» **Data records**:

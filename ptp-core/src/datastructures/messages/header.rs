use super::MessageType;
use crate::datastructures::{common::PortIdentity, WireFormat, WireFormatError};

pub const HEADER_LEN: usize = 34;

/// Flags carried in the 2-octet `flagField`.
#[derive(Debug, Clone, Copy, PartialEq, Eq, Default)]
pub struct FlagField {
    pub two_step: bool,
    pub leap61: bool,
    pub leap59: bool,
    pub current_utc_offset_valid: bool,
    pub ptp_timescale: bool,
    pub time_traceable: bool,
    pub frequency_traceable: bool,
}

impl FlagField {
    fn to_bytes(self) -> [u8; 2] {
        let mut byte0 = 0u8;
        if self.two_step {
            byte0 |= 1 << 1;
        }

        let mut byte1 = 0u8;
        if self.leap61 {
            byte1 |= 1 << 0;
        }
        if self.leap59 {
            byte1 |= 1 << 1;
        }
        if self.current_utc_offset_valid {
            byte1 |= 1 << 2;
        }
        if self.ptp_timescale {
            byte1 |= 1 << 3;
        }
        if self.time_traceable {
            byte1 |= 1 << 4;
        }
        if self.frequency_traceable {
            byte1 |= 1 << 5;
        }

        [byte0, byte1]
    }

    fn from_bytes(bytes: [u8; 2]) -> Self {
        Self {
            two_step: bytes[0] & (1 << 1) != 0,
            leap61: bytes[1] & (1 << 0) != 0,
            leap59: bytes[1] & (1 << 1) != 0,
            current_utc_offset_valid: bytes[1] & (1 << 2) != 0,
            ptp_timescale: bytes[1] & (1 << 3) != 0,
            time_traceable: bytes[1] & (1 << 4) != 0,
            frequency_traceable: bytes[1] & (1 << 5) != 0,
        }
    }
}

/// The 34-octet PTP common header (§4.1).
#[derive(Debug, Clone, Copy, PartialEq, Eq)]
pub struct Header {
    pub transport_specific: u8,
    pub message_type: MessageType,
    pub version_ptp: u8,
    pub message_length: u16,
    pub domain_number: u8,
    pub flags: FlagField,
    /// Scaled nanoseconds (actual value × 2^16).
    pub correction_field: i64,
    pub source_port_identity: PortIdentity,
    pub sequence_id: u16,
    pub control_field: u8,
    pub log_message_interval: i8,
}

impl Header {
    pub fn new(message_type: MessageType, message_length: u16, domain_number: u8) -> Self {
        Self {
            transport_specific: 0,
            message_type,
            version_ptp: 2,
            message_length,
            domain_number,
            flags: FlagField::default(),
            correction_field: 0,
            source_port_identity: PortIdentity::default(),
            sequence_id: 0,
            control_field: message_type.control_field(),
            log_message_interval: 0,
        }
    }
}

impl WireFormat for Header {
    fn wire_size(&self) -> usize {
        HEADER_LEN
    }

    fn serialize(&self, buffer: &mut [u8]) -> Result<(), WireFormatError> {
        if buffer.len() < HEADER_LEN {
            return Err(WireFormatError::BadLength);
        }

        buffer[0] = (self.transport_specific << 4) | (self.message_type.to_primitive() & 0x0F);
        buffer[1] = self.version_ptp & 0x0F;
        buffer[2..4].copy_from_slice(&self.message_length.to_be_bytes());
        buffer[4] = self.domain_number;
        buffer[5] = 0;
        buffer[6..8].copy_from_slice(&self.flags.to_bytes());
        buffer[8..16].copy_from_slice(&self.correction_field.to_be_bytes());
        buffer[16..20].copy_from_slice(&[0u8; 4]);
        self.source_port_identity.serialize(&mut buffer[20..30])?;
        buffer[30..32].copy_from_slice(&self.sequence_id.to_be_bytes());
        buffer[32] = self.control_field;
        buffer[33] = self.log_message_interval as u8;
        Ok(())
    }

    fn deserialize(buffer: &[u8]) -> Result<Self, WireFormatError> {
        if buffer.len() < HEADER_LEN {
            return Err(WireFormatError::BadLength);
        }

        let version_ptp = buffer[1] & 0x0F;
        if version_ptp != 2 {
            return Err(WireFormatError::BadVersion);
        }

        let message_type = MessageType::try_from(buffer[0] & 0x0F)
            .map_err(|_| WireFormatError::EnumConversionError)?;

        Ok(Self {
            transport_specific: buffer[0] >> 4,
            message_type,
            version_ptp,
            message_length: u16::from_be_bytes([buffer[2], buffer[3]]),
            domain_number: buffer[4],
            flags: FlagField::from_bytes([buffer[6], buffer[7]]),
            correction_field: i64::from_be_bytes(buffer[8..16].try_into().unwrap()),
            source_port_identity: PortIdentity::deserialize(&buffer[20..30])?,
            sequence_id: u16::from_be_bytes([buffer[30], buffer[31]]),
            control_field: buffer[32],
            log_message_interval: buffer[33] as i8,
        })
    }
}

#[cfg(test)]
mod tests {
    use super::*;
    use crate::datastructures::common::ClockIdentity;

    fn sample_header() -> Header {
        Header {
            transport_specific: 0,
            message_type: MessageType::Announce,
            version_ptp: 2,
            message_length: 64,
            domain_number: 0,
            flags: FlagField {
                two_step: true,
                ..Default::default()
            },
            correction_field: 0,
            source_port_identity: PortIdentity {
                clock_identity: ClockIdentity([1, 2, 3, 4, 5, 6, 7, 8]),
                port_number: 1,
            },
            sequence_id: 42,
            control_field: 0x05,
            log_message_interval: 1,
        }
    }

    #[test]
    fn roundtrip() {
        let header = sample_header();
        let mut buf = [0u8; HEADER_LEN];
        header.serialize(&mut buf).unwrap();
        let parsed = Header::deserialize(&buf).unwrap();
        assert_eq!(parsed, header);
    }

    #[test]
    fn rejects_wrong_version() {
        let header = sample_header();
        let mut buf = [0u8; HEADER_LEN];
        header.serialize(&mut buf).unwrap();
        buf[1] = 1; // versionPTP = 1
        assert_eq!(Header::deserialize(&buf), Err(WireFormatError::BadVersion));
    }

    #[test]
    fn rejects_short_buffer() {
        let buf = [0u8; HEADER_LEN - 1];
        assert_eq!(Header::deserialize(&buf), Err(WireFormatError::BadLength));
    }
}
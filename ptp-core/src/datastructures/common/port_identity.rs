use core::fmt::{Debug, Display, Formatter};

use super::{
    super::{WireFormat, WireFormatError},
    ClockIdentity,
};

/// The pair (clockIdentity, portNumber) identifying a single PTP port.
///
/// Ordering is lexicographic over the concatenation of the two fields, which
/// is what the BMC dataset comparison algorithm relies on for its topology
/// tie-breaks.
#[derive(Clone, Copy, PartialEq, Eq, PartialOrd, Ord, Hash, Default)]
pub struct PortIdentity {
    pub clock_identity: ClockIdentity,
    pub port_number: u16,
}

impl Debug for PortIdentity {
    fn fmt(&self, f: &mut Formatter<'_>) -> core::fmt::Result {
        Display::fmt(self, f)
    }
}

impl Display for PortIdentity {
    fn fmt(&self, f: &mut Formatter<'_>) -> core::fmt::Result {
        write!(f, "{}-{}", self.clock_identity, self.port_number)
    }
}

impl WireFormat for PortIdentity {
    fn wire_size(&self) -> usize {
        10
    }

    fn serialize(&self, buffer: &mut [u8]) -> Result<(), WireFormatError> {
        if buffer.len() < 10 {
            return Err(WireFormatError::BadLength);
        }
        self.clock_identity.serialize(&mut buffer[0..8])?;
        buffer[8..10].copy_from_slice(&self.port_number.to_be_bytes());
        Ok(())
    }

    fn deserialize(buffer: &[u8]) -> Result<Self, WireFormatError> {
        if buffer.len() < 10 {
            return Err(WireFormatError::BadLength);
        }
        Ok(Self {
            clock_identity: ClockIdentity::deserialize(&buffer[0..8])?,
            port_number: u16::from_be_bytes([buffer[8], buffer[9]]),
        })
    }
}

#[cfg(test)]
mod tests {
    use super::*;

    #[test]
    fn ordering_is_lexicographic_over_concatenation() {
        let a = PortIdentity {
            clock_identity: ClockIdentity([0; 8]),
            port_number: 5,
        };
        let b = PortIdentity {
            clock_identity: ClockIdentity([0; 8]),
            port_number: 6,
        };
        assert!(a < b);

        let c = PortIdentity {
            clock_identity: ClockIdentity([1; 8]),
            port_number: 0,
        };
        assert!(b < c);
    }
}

» **What needs to be done**: Please find, in the entries above, every line where "PartialEq" occurs, and copy it.

» **Result of the task**:
#[derive(Debug, Clone, Copy, PartialEq, Eq, Default)]
#[derive(Debug, Clone, Copy, PartialEq, Eq)]
#[derive(Clone, Copy, PartialEq, Eq, PartialOrd, Ord, Hash, Default)]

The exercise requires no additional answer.